Wenn jeder Christ das Evangelium verkünden und auch taufen kann, warum tun das dann in der Kirche fast immer nur die Pfarrer? Haben sie eine zusätzliche Vollmacht, welche die Ge- meindeglieder nicht haben?

Hier muss zunächst einmal grundsätzlich festgehalten werden: Die evangelische Botschaft ist genauso wirksam wie bei einem Pfarrer, wenn sie von einem einfachen Christen verbreitet wird. Ihre Kraft liegt in der Botschaft und nicht in der Person des Botschafters. So ist auch die Taufe gültig, wenn ein Christ eine Nottaufe mit Wasser im Namen des dreieinigen Gottes vollzieht.

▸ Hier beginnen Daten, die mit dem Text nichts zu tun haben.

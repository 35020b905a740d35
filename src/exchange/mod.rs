// SPDX-License-Identifier: AGPL-3.0-or-later
//
// Copyright (C) 2026 Relational Network

//! Order and transaction assembler for the trustlines exchange.
//!
//! Off-chain orders go through [`order`]'s typestate pipeline and are posted
//! to the relay. Fills and cancellations become contract calls signed by the
//! active wallet account. A fill resolves a trustline route for both legs
//! first; nothing is signed when either leg has no path.

pub mod contract;
pub mod order;
pub mod routes;
pub mod transactions;

use std::sync::Arc;
use std::time::Duration;

use alloy::primitives::{Address, U256};
use alloy::sol_types::SolCall;

use crate::amount::{to_amount, to_raw, Amount};
use crate::error::{Result, WalletError};
use crate::transport::TransactionId;
use crate::wallet::{crypto, Wallet};

use contract::IExchange;
use order::{DraftOrder, Order, PricedOrder, SignedOrder, SubmittedOrder};
use routes::{FeeSchedule, Route, RouteFinder, ZeroFees};
use transactions::RawTxIntent;

/// Gas of a fill excluding the two token transfers.
pub const FILL_BASE_GAS: u64 = 120_000;

/// Gas limit of an on-chain cancellation.
pub const CANCEL_GAS: u64 = 100_000;

/// Lifetime of an order when no expiration is given.
pub const DEFAULT_ORDER_TTL: Duration = Duration::from_secs(30 * 24 * 60 * 60);

/// One side of an order: token, human-readable amount, token decimals.
#[derive(Debug, Clone, PartialEq, Eq)]
pub struct OrderSide {
    pub token: Address,
    pub value: String,
    pub decimals: u8,
}

impl OrderSide {
    pub fn new(token: Address, value: impl Into<String>, decimals: u8) -> Self {
        Self {
            token,
            value: value.into(),
            decimals,
        }
    }
}

/// Optional order terms.
#[derive(Debug, Clone, Default, PartialEq, Eq)]
pub struct OrderOptions {
    /// Restrict filling to one address
    pub taker: Option<Address>,
    pub fee_recipient: Option<Address>,
    /// Unix seconds, defaults to now + [`DEFAULT_ORDER_TTL`]
    pub expiration: Option<u64>,
    /// Random 256-bit salt when `None`
    pub salt: Option<U256>,
}

/// Assembles, signs and submits exchange orders for the wallet's active account.
pub struct Exchange {
    wallet: Arc<Wallet>,
    routes: Arc<dyn RouteFinder>,
    fees: Arc<dyn FeeSchedule>,
    address: Address,
    order_ttl: Duration,
}

impl Exchange {
    pub fn new(wallet: Arc<Wallet>, routes: Arc<dyn RouteFinder>, address: Address) -> Self {
        Self {
            wallet,
            routes,
            fees: Arc::new(ZeroFees),
            address,
            order_ttl: DEFAULT_ORDER_TTL,
        }
    }

    pub fn with_fee_schedule(mut self, fees: Arc<dyn FeeSchedule>) -> Self {
        self.fees = fees;
        self
    }

    pub fn with_order_ttl(mut self, ttl: Duration) -> Self {
        self.order_ttl = ttl;
        self
    }

    /// Exchange contract address.
    pub fn address(&self) -> Address {
        self.address
    }

    /// Draft an order from the active account and apply fees.
    pub async fn make_order(
        &self,
        maker_side: OrderSide,
        taker_side: OrderSide,
        options: OrderOptions,
    ) -> Result<PricedOrder> {
        let maker = self.wallet.address().await?;
        let maker_amount = to_amount(to_raw(&maker_side.value, maker_side.decimals)?, maker_side.decimals);
        let taker_amount = to_amount(to_raw(&taker_side.value, taker_side.decimals)?, taker_side.decimals);
        if maker_amount.is_zero() || taker_amount.is_zero() {
            return Err(WalletError::InvalidInput(
                "Order amounts must be positive".to_string(),
            ));
        }

        let expiration = match options.expiration {
            Some(expiration) => expiration,
            None => self.default_expiration()?,
        };
        let salt = match options.salt {
            Some(salt) => salt,
            None => U256::from_be_bytes(crypto::random_bytes::<32>()?),
        };

        let draft = DraftOrder {
            exchange: self.address,
            maker,
            taker: options.taker,
            maker_token: maker_side.token,
            taker_token: taker_side.token,
            fee_recipient: options.fee_recipient,
            maker_amount,
            taker_amount,
            expiration,
            salt,
        };
        draft.apply_fees(self.fees.as_ref())
    }

    fn default_expiration(&self) -> Result<u64> {
        let ttl = chrono::Duration::from_std(self.order_ttl)
            .map_err(|e| WalletError::InvalidInput(format!("Invalid order TTL: {e}")))?;
        let expires_at = (chrono::Utc::now() + ttl).timestamp();
        u64::try_from(expires_at)
            .map_err(|_| WalletError::InvalidInput("Order expiration before epoch".to_string()))
    }

    /// Hash the order and sign the digest with the active account.
    pub async fn sign_order(&self, order: PricedOrder) -> Result<SignedOrder> {
        let signer = self.wallet.address().await?;
        if order.order().maker != signer {
            return Err(WalletError::InvalidInput(format!(
                "Order maker {} is not the active account {signer}",
                order.order().maker
            )));
        }

        let hashed = order.hash()?;
        let signature = self.wallet.sign_digest(&hashed.hash()).await?;
        tracing::debug!(order_hash = %hashed.hash(), "Signed order");
        Ok(hashed.attach_signature(signature))
    }

    /// Post a signed order to the relay's order book.
    ///
    /// A failure leaves `order` signed and reusable; nothing is retried.
    pub async fn submit_order(&self, order: &SignedOrder) -> Result<SubmittedOrder> {
        let payload = serde_json::to_value(order.to_relay_payload())
            .map_err(|e| WalletError::InvalidInput(format!("Unencodable order: {e}")))?;
        self.wallet
            .transport()
            .post("exchange/order", &payload)
            .await?;
        tracing::info!(order_hash = %order.hash(), "Submitted order");
        Ok(SubmittedOrder::new(order.clone()))
    }

    /// Fill `order` for `fill_taker_amount` (display units of the taker token).
    ///
    /// Both legs are routed before anything is signed:
    /// maker token from maker to taker, taker token from taker to maker.
    pub async fn fill_order(&self, order: &SignedOrder, fill_taker_amount: &str) -> Result<TransactionId> {
        let terms = order.order();
        self.ensure_same_exchange(terms)?;
        let taker = self.wallet.address().await?;
        if let Some(restricted) = terms.taker {
            if restricted != taker {
                return Err(WalletError::InvalidInput(format!(
                    "Order can only be filled by {restricted}"
                )));
            }
        }

        let fill_taker = taker_share(terms, fill_taker_amount)?;
        let [maker_total, taker_total, ..] = terms.order_values()?;
        let fill_maker = maker_total
            .checked_mul(fill_taker)
            .ok_or_else(|| WalletError::InvalidInput("Fill amount overflows".to_string()))?
            / taker_total;

        let maker_leg = self
            .route(
                terms.maker_token,
                terms.maker,
                taker,
                to_amount(fill_maker, terms.maker_amount.decimals),
            )
            .await?;
        let taker_leg = self
            .route(
                terms.taker_token,
                taker,
                terms.maker,
                to_amount(fill_taker, terms.taker_amount.decimals),
            )
            .await?;

        let signature = order.signature();
        let call = IExchange::fillOrderTrustlinesCall {
            orderAddresses: terms.order_addresses(),
            orderValues: terms.order_values()?,
            fillTakerTokenAmount: fill_taker,
            makerPath: maker_leg.path,
            takerPath: taker_leg.path,
            v: signature.v,
            r: signature.r_word()?,
            s: signature.s_word()?,
        };
        let gas_limit = FILL_BASE_GAS
            .checked_add(maker_leg.estimated_gas)
            .and_then(|gas| gas.checked_add(taker_leg.estimated_gas))
            .ok_or_else(|| WalletError::InvalidInput("Route gas estimates overflow".to_string()))?;

        tracing::info!(order_hash = %order.hash(), %fill_taker, gas_limit, "Filling order");
        self.wallet
            .confirm(RawTxIntent::new(self.address, call.abi_encode()).with_gas_limit(gas_limit))
            .await
    }

    /// Cancel up to `cancel_taker_amount` of the active account's own order on chain.
    pub async fn cancel_order(&self, order: &SignedOrder, cancel_taker_amount: &str) -> Result<TransactionId> {
        let terms = order.order();
        self.ensure_same_exchange(terms)?;
        let sender = self.wallet.address().await?;
        if terms.maker != sender {
            return Err(WalletError::InvalidInput(
                "Only the maker can cancel an order".to_string(),
            ));
        }

        let cancel_taker = taker_share(terms, cancel_taker_amount)?;
        let call = IExchange::cancelOrderTrustlinesCall {
            orderAddresses: terms.order_addresses(),
            orderValues: terms.order_values()?,
            cancelTakerTokenAmount: cancel_taker,
        };

        tracing::info!(order_hash = %order.hash(), %cancel_taker, "Cancelling order");
        self.wallet
            .confirm(RawTxIntent::new(self.address, call.abi_encode()).with_gas_limit(CANCEL_GAS))
            .await
    }

    fn ensure_same_exchange(&self, terms: &Order) -> Result<()> {
        if terms.exchange != self.address {
            return Err(WalletError::InvalidInput(format!(
                "Order targets exchange {}, not {}",
                terms.exchange, self.address
            )));
        }
        Ok(())
    }

    async fn route(&self, token: Address, from: Address, to: Address, amount: Amount) -> Result<Route> {
        let lookup = self.routes.find_route(token, from, to, &amount).await?;
        lookup.resolve(token, from, to, amount.decimals)
    }
}

/// Raw taker-token amount of a fill or cancel, within `(0, takerAmount]`.
fn taker_share(terms: &Order, value: &str) -> Result<U256> {
    let raw = to_raw(value, terms.taker_amount.decimals)?;
    let [_, taker_total, ..] = terms.order_values()?;
    if raw.is_zero() || raw > taker_total {
        return Err(WalletError::InvalidInput(format!(
            "Amount must be between 0 and {}",
            terms.taker_amount.value
        )));
    }
    Ok(raw)
}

2. Das öffentliche Predigtamt

Gott will, dass es unter Christen ,,ehrlich und ordentlich” zugeht (1. Kor. 14, 40). Deshalb sollen christliche Gemeinden geeignete Personen mit der öffentlichen Verkündigung beauftragen. Der Apostel Paulus schreibt an seinen Schüler Timotheus: ,,Was du von mir gehört hast vor vielen Zeugen, das befiehl treuen Menschen an, die tüchtig sind, auch andere zu lehren” (2. Tim. 2, 2). Wo es um den Dienst für die ganze Gemeinde geht, müssen wir beachten, dass Frauen nach biblischen Grundsätzen nicht über Männer herrschen sollen. Paulus schreibt: „Einer Frau gestatte ich nicht, dass sie lehre, auch nicht, dass sie über den Mann Herr sei…” (1. Tim. 2, 12). Deshalb übertragen wir das Pfarramt in unseren Gemeinden nur Männern. Sie werden dazu gewählt und berufen, im Namen des Herrn Jesus das Schlüsselamt in der Gemeinde wahrzunehmen. Das heißt, sie sollen predigen, ermahnen und die Sakramente einsetzungsgemäß verwalten.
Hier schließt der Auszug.